Stored items
- - -
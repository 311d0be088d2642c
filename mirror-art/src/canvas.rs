//! Backend-agnostic drawing surface
//!
//! Renderers describe a frame as an ordered list of [`DrawOp`]s submitted to
//! a [`Canvas`]. Operations are painted in submission order; later ones land
//! on top. Each op carries the [`Layer`] it belongs to so the ordering of
//! background, decoration, content and branding can be checked.

use crate::color::Color;
use crate::error::Result;

#[derive(Debug, Clone, Copy, PartialEq)]
pub struct Point {
    pub x: f32,
    pub y: f32,
}

impl Point {
    pub const fn new(x: f32, y: f32) -> Self {
        Self { x, y }
    }
}

#[derive(Debug, Clone, Copy, PartialEq)]
pub struct GradientStop {
    /// Position along the gradient, 0.0 to 1.0
    pub offset: f32,
    pub color: Color,
}

impl GradientStop {
    pub fn new(offset: f32, color: Color) -> Self {
        Self { offset, color }
    }
}

/// Fill or stroke source
#[derive(Debug, Clone, PartialEq)]
pub enum Paint {
    Solid(Color),
    LinearGradient {
        start: Point,
        end: Point,
        stops: Vec<GradientStop>,
    },
    RadialGradient {
        center: Point,
        radius: f32,
        stops: Vec<GradientStop>,
    },
}

#[derive(Debug, Clone, Copy, PartialEq)]
pub enum PathSegment {
    MoveTo(Point),
    LineTo(Point),
    CubicTo(Point, Point, Point),
    Close,
}

/// Path description in canvas coordinates
#[derive(Debug, Clone, Default, PartialEq)]
pub struct Path2D {
    segments: Vec<PathSegment>,
}

impl Path2D {
    pub fn new() -> Self {
        Self::default()
    }

    pub fn move_to(mut self, x: f32, y: f32) -> Self {
        self.segments.push(PathSegment::MoveTo(Point::new(x, y)));
        self
    }

    pub fn line_to(mut self, x: f32, y: f32) -> Self {
        self.segments.push(PathSegment::LineTo(Point::new(x, y)));
        self
    }

    pub fn cubic_to(mut self, c1: Point, c2: Point, end: Point) -> Self {
        self.segments.push(PathSegment::CubicTo(c1, c2, end));
        self
    }

    pub fn close(mut self) -> Self {
        self.segments.push(PathSegment::Close);
        self
    }

    /// Closed polygon through `points`
    pub fn polygon(points: &[Point]) -> Self {
        let mut path = Self::new();
        for (i, p) in points.iter().enumerate() {
            path = if i == 0 {
                path.move_to(p.x, p.y)
            } else {
                path.line_to(p.x, p.y)
            };
        }
        path.close()
    }

    pub fn segments(&self) -> &[PathSegment] {
        &self.segments
    }

    pub fn is_empty(&self) -> bool {
        self.segments.is_empty()
    }
}

#[derive(Debug, Clone, PartialEq)]
pub enum Shape {
    Rect {
        x: f32,
        y: f32,
        width: f32,
        height: f32,
    },
    Circle {
        center: Point,
        radius: f32,
    },
    Path(Path2D),
}

/// Rotation of a shape about a pivot point
#[derive(Debug, Clone, Copy, PartialEq)]
pub struct Rotation {
    pub pivot: Point,
    pub radians: f32,
}

#[derive(Debug, Clone, Copy, PartialEq, Eq)]
pub enum TextAlign {
    /// Origin is the left end of the baseline
    Left,
    /// Origin is the middle of the baseline
    Center,
    /// Origin is the right end of the baseline
    Right,
}

#[derive(Debug, Clone, Copy, PartialEq, Eq)]
pub enum FontWeight {
    Regular,
    Bold,
}

#[derive(Debug, Clone, PartialEq)]
pub struct FontSpec {
    pub family: String,
    /// Em size in pixels
    pub size: f32,
    pub weight: FontWeight,
}

impl FontSpec {
    pub fn new(family: &str, size: f32, weight: FontWeight) -> Self {
        Self {
            family: family.to_string(),
            size,
            weight,
        }
    }
}

/// Painter's-order groups of an artifact
#[derive(Debug, Clone, Copy, PartialEq, Eq, PartialOrd, Ord, Hash)]
pub enum Layer {
    Background,
    Decoration,
    Content,
    Branding,
}

#[derive(Debug, Clone, PartialEq)]
pub enum DrawOp {
    Fill {
        layer: Layer,
        shape: Shape,
        paint: Paint,
        rotation: Option<Rotation>,
    },
    Stroke {
        layer: Layer,
        path: Path2D,
        paint: Paint,
        width: f32,
    },
    Text {
        layer: Layer,
        text: String,
        /// Baseline anchor, interpreted per `align`
        origin: Point,
        align: TextAlign,
        font: FontSpec,
        paint: Paint,
    },
}

impl DrawOp {
    pub fn layer(&self) -> Layer {
        match self {
            DrawOp::Fill { layer, .. } | DrawOp::Stroke { layer, .. } | DrawOp::Text { layer, .. } => {
                *layer
            }
        }
    }
}

/// 2D drawing context
pub trait Canvas {
    fn width(&self) -> u32;

    fn height(&self) -> u32;

    /// Paint one operation on top of everything drawn so far
    fn draw(&mut self, op: DrawOp) -> Result<()>;

    /// Advance width of `text` in pixels when drawn with `font`
    fn measure_text(&self, text: &str, font: &FontSpec) -> Result<f32>;
}

#[cfg(test)]
mod tests {
    use super::*;

    #[test]
    fn test_polygon_path_closed() {
        let path = Path2D::polygon(&[
            Point::new(0.0, 0.0),
            Point::new(10.0, 0.0),
            Point::new(5.0, 8.0),
        ]);
        let segments = path.segments();
        assert_eq!(segments.len(), 4);
        assert_eq!(segments[0], PathSegment::MoveTo(Point::new(0.0, 0.0)));
        assert_eq!(segments[3], PathSegment::Close);
    }

    #[test]
    fn test_layer_order() {
        assert!(Layer::Background < Layer::Decoration);
        assert!(Layer::Decoration < Layer::Content);
        assert!(Layer::Content < Layer::Branding);
    }
}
- - -
- _EXERCISE PROMPT_: In the records, locate each line holding the string "FontWeight" and copy it.

- _ANSWER TO THIS TASK_:
pub enum FontWeight {
    pub weight: FontWeight,
    pub fn new(family: &str, size: f32, weight: FontWeight) -> Self {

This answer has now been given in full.